[[ Study material, beginning ]]

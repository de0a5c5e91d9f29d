//! Single-node end-to-end scenarios: mining, spending, balances, and the
//! chain-wide accounting invariants.

use ghyll_core::error::{GhyllError, TransactionError};
use ghyll_core::reward::block_reward;
use ghyll_core::types::{Block, Hash256, OutPoint, Transaction, TxInput, TxOutput};
use ghyll_node_lib::{Node, NodeConfig};
use ghyll_tests::helpers::{offline_node, wallet};
use proptest::prelude::*;

// ----------------------------------------------------------------------
// Scenario: mine the genesis block.
//
// The miner holds exactly the height-0 reward, a bystander holds nothing,
// and the chain is one block tall.
// ----------------------------------------------------------------------

#[test]
fn genesis_mint() {
    let (node, _dir) = offline_node();
    let miner = wallet();
    let bystander = wallet();

    node.mine_block(miner.address()).unwrap();

    assert_eq!(block_reward(0), 1_000_000);
    assert_eq!(node.chain().balance(&miner.address()).unwrap(), 1_000_000);
    assert_eq!(node.chain().balance(&bystander.address()).unwrap(), 0);
    assert_eq!(node.chain().height().unwrap(), 1);
}

// ----------------------------------------------------------------------
// Scenario: spend one coin, then mine it in.
// ----------------------------------------------------------------------

#[test]
fn one_coin_payment_settles() {
    let (node, _dir) = offline_node();
    let alice = wallet();
    let bob = wallet();

    node.mine_block(alice.address()).unwrap();
    node.create_transaction(&alice, bob.address(), 1).unwrap();
    assert_eq!(node.chain().mempool().unwrap().len(), 1);

    node.mine_block(alice.address()).unwrap();

    assert_eq!(
        node.chain().balance(&alice.address()).unwrap(),
        2 * block_reward(0) - 1
    );
    assert_eq!(node.chain().balance(&alice.address()).unwrap(), 1_999_999);
    assert_eq!(node.chain().balance(&bob.address()).unwrap(), 1);
    assert!(node.chain().mempool().unwrap().is_empty());
}

// ----------------------------------------------------------------------
// Scenario: an absurd overdraft is refused.
// ----------------------------------------------------------------------

#[test]
fn overdraft_is_refused() {
    let (node, _dir) = offline_node();
    let alice = wallet();
    let bob = wallet();

    node.mine_block(alice.address()).unwrap();
    node.create_transaction(&alice, bob.address(), 1).unwrap();
    node.mine_block(alice.address()).unwrap();

    assert!(matches!(
        node.create_transaction(&alice, bob.address(), u64::MAX),
        Err(GhyllError::Transaction(TransactionError::InsufficientBalance { .. }))
    ));
}

// ----------------------------------------------------------------------
// Invariant: sum of balances equals the circulating supply after every
// accepted block, even with unmined spends in flight.
// ----------------------------------------------------------------------

#[test]
fn supply_conservation_across_blocks() {
    let (node, _dir) = offline_node();
    let alice = wallet();
    let bob = wallet();
    let carol = wallet();
    let all = [&alice, &bob, &carol];

    let total = |node: &Node| -> u64 {
        all.iter()
            .map(|w| node.chain().balance(&w.address()).unwrap())
            .sum()
    };

    node.mine_block(alice.address()).unwrap();
    assert_eq!(total(&node), node.chain().circulating_supply().unwrap());

    node.create_transaction(&alice, bob.address(), 250_000).unwrap();
    node.mine_block(bob.address()).unwrap();
    assert_eq!(total(&node), node.chain().circulating_supply().unwrap());

    node.create_transaction(&bob, carol.address(), 100).unwrap();
    node.mine_block(carol.address()).unwrap();
    assert_eq!(total(&node), node.chain().circulating_supply().unwrap());
}

// ----------------------------------------------------------------------
// Invariant: only the owner's key unlocks a UTXO.
// ----------------------------------------------------------------------

#[test]
fn only_the_owner_unlocks_utxos() {
    let (node, _dir) = offline_node();
    let owner = wallet();
    let stranger = wallet();

    node.mine_block(owner.address()).unwrap();

    for utxo in node.chain().unspent(&owner.address()).unwrap() {
        assert!(owner.can_unlock(&utxo));
        assert!(!stranger.can_unlock(&utxo));
    }
}

// ----------------------------------------------------------------------
// Invariant: blocks produced at the default difficulty carry the hex
// prefix they claim.
// ----------------------------------------------------------------------

#[test]
fn default_difficulty_blocks_carry_three_zeros() {
    let dir = tempfile::tempdir().unwrap();
    let node = Node::offline(NodeConfig {
        data_dir: dir.path().to_path_buf(),
        ..NodeConfig::default() // difficulty 3
    })
    .unwrap();

    let block = node.mine_block(wallet().address()).unwrap();
    assert!(format!("{}", block.hash).starts_with("000"));
}

// ----------------------------------------------------------------------
// Payment history: rewards are attributed, change is hidden.
// ----------------------------------------------------------------------

#[test]
fn payment_history_tracks_both_sides() {
    let (node, _dir) = offline_node();
    let alice = wallet();
    let bob = wallet();

    node.mine_block(alice.address()).unwrap();
    node.create_transaction(&alice, bob.address(), 7).unwrap();

    let alice_rows = node.chain().payments(&alice.public_key_bytes()).unwrap();
    // The mining reward plus the outgoing payment; change is filtered.
    assert_eq!(alice_rows.len(), 2);
    assert!(alice_rows.iter().any(|p| p.to == alice.address() && p.value == block_reward(0)));
    assert!(alice_rows.iter().any(|p| p.to == bob.address() && p.value == 7));

    let bob_rows = node.chain().payments(&bob.public_key_bytes()).unwrap();
    assert_eq!(bob_rows.len(), 1);
    assert_eq!(bob_rows[0].from, alice.address());
    assert_eq!(bob_rows[0].value, 7);
    assert!(!bob_rows[0].mined);
}

// ----------------------------------------------------------------------
// Hashing determinism: equal fields, independently constructed, hash
// identically; any field change moves the digest.
// ----------------------------------------------------------------------

fn build_tx(value: u64, lock_time: u32, seed: u8) -> Transaction {
    Transaction {
        inputs: vec![TxInput {
            previous_output: OutPoint { hash: Hash256([seed; 32]), index: 0 },
            public_key: vec![seed; 65],
            signature: vec![seed ^ 0xFF; 64],
        }],
        outputs: vec![TxOutput { value, address: Hash256([seed.wrapping_add(1); 32]) }],
        lock_time,
    }
}

proptest! {
    #[test]
    fn tx_hashing_is_deterministic(value in 1u64..u64::MAX, lock_time in any::<u32>(), seed in any::<u8>()) {
        let a = build_tx(value, lock_time, seed);
        let b = build_tx(value, lock_time, seed);
        prop_assert_eq!(a.hash(), b.hash());
    }

    #[test]
    fn block_hashing_is_deterministic(
        value in 1u64..u64::MAX,
        lock_time in any::<u32>(),
        timestamp in any::<u32>(),
        nonce in any::<u32>(),
        seed in any::<u8>(),
    ) {
        let txs = vec![build_tx(value, lock_time, seed)];
        let prev = Hash256([seed; 32]);
        let a = Block::compute_hash(&prev, timestamp, nonce, &txs);
        let b = Block::compute_hash(&prev, timestamp, nonce, &txs);
        prop_assert_eq!(a, b);

        let moved = Block::compute_hash(&prev, timestamp, nonce.wrapping_add(1), &txs);
        prop_assert_ne!(a, moved);
    }
}
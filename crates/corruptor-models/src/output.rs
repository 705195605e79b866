//! Output directory layout
//!
//! ```text
//! <root>/<stem>_corrupted_SEED_<seed>/
//!     corruptfac_<factor>_0.pth
//!     ...
//!     corruptfac_<factor>_11.pth
//! ```

use crate::error::{CorruptorError, Result};
use std::fs;
use std::path::{Path, PathBuf};

/// Snapshot file extension
pub const SNAPSHOT_EXTENSION: &str = "pth";

/// Snapshot file name prefix
pub const SNAPSHOT_PREFIX: &str = "corruptfac";

/// Output directory name for a model file and seed
///
/// The stem is the model's file name up to its first `.`, so
/// `deployed.v2.pth` with seed 3 gives `deployed_corrupted_SEED_3`.
/// Leading directories of `model_path` are dropped: the directory is always
/// created under the run's output root, not next to the model.
///
/// # Errors
///
/// Returns error if the file name is missing or its stem is empty.
pub fn output_dir_name(model_path: &Path, seed: i64) -> Result<String> {
    let file_name = model_path
        .file_name()
        .map(|n| n.to_string_lossy().into_owned())
        .unwrap_or_default();

    let stem = file_name.split('.').next().unwrap_or_default();
    if stem.is_empty() {
        return Err(CorruptorError::InvalidModelName {
            name: model_path.display().to_string(),
        });
    }

    Ok(format!("{stem}_corrupted_SEED_{seed}"))
}

/// Create `root/name` empty, deleting whatever was there before
///
/// # Errors
///
/// Returns error if removal or creation fails.
pub fn prepare_output_dir(root: &Path, name: &str) -> Result<PathBuf> {
    let dir = root.join(name);

    if dir.is_dir() {
        tracing::warn!("Removing previous output directory {}", dir.display());
        fs::remove_dir_all(&dir)?;
    } else if dir.exists() {
        tracing::warn!("Removing file in place of output directory {}", dir.display());
        fs::remove_file(&dir)?;
    }

    fs::create_dir_all(root)?;
    fs::create_dir(&dir)?;

    tracing::info!("Output directory: {}", dir.display());
    Ok(dir)
}

/// Snapshot file name for a cumulative factor and step index
pub fn snapshot_file_name(factor: f64, index: usize) -> String {
    format!(
        "{SNAPSHOT_PREFIX}_{}_{index}.{SNAPSHOT_EXTENSION}",
        format_factor(factor)
    )
}

/// Shortest round-trip rendering of a factor
///
/// Plain decimal in `[1e-4, 1e16)`, otherwise scientific with a signed
/// exponent of at least two digits (`5.011872336272725e-05`).
pub fn format_factor(value: f64) -> String {
    let magnitude = value.abs();

    if !value.is_finite() || value == 0.0 || (1e-4..1e16).contains(&magnitude) {
        let plain = format!("{value}");
        if value.is_finite() && !plain.contains('.') {
            return format!("{plain}.0");
        }
        return plain;
    }

    let sci = format!("{value:e}");
    match sci.split_once('e') {
        Some((mantissa, exponent)) => {
            let (sign, digits) = match exponent.strip_prefix('-') {
                Some(digits) => ('-', digits),
                None => ('+', exponent),
            };
            format!("{mantissa}e{sign}{digits:0>2}")
        }
        None => sci,
    }
}

/// Parse the factor and index back out of a snapshot file name
pub fn parse_snapshot_file_name(file_name: &str) -> Option<(f64, usize)> {
    let body = file_name
        .strip_prefix(SNAPSHOT_PREFIX)?
        .strip_prefix('_')?
        .strip_suffix(SNAPSHOT_EXTENSION)?
        .strip_suffix('.')?;
    let (factor, index) = body.rsplit_once('_')?;

    Some((factor.parse().ok()?, index.parse().ok()?))
}

#[cfg(test)]
mod tests {
    use super::*;
    use tempfile::TempDir;

    #[test]
    fn test_output_dir_name() {
        assert_eq!(
            output_dir_name(Path::new("model.pth"), 42).unwrap(),
            "model_corrupted_SEED_42"
        );
        assert_eq!(
            output_dir_name(Path::new("runs/deployed.v2.pth"), -3).unwrap(),
            "deployed_corrupted_SEED_-3"
        );
        assert_eq!(
            output_dir_name(Path::new("noext"), 0).unwrap(),
            "noext_corrupted_SEED_0"
        );
        assert!(output_dir_name(Path::new(".pth"), 1).is_err());
        assert!(output_dir_name(Path::new("/"), 1).is_err());
    }

    #[test]
    fn test_format_factor() {
        assert_eq!(format_factor(5.5e-5), "5.5e-05");
        assert_eq!(format_factor(0.5), "0.5");
        assert_eq!(format_factor(1e-5), "1e-05");
        assert_eq!(format_factor(1e-4), "0.0001");
        assert_eq!(format_factor(1.0), "1.0");
        assert_eq!(format_factor(2.5e-120), "2.5e-120");
        assert_eq!(format_factor(1e16), "1e+16");
    }

    #[test]
    fn test_default_schedule_file_names() {
        let factors = crate::schedule::CorruptionSchedule::default().factors();
        let names: Vec<String> = factors
            .iter()
            .enumerate()
            .map(|(i, &f)| snapshot_file_name(f, i))
            .collect();

        assert_eq!(names.len(), 12);
        assert_eq!(names[0], "corruptfac_5.011872336272725e-05_0.pth");
        assert_eq!(names[11], "corruptfac_0.5011872336272722_11.pth");
        // Only the first factor is below 1e-4
        assert!(names[1].starts_with("corruptfac_0.0001"));
        assert!(names[1..].iter().all(|n| !n.contains("e-")));
    }

    #[test]
    fn test_snapshot_file_name_round_trip() {
        let name = snapshot_file_name(0.000_125, 1);
        assert_eq!(name, "corruptfac_0.000125_1.pth");

        let (factor, index) = parse_snapshot_file_name(&name).unwrap();
        assert_eq!(factor, 0.000_125);
        assert_eq!(index, 1);

        assert!(parse_snapshot_file_name("model.pth").is_none());
    }

    #[test]
    fn test_prepare_clears_previous_run() {
        let temp_dir = TempDir::new().unwrap();
        let stale = temp_dir.path().join("m_corrupted_SEED_1");
        fs::create_dir_all(stale.join("nested")).unwrap();
        fs::write(stale.join("nested/old.txt"), b"old").unwrap();

        let dir = prepare_output_dir(temp_dir.path(), "m_corrupted_SEED_1").unwrap();

        assert_eq!(dir, stale);
        assert_eq!(fs::read_dir(&dir).unwrap().count(), 0);
    }

    #[test]
    fn test_prepare_creates_missing_root() {
        let temp_dir = TempDir::new().unwrap();
        let root = temp_dir.path().join("a/b");
        let dir = prepare_output_dir(&root, "x").unwrap();
        assert!(dir.is_dir());
    }
}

[[ Study material, end ]]

Task
Only the lines above starting at the one containing "spends in flight." and ending at the one containing "node.mine_block(bob.address()).unwrap();", both included, are to be returned, exactly as they read.

Written answer
// accepted block, even with unmined spends in flight.
// ----------------------------------------------------------------------

#[test]
fn supply_conservation_across_blocks() {
    let (node, _dir) = offline_node();
    let alice = wallet();
    let bob = wallet();
    let carol = wallet();
    let all = [&alice, &bob, &carol];

    let total = |node: &Node| -> u64 {
        all.iter()
            .map(|w| node.chain().balance(&w.address()).unwrap())
            .sum()
    };

    node.mine_block(alice.address()).unwrap();
    assert_eq!(total(&node), node.chain().circulating_supply().unwrap());

    node.create_transaction(&alice, bob.address(), 250_000).unwrap();
    node.mine_block(bob.address()).unwrap();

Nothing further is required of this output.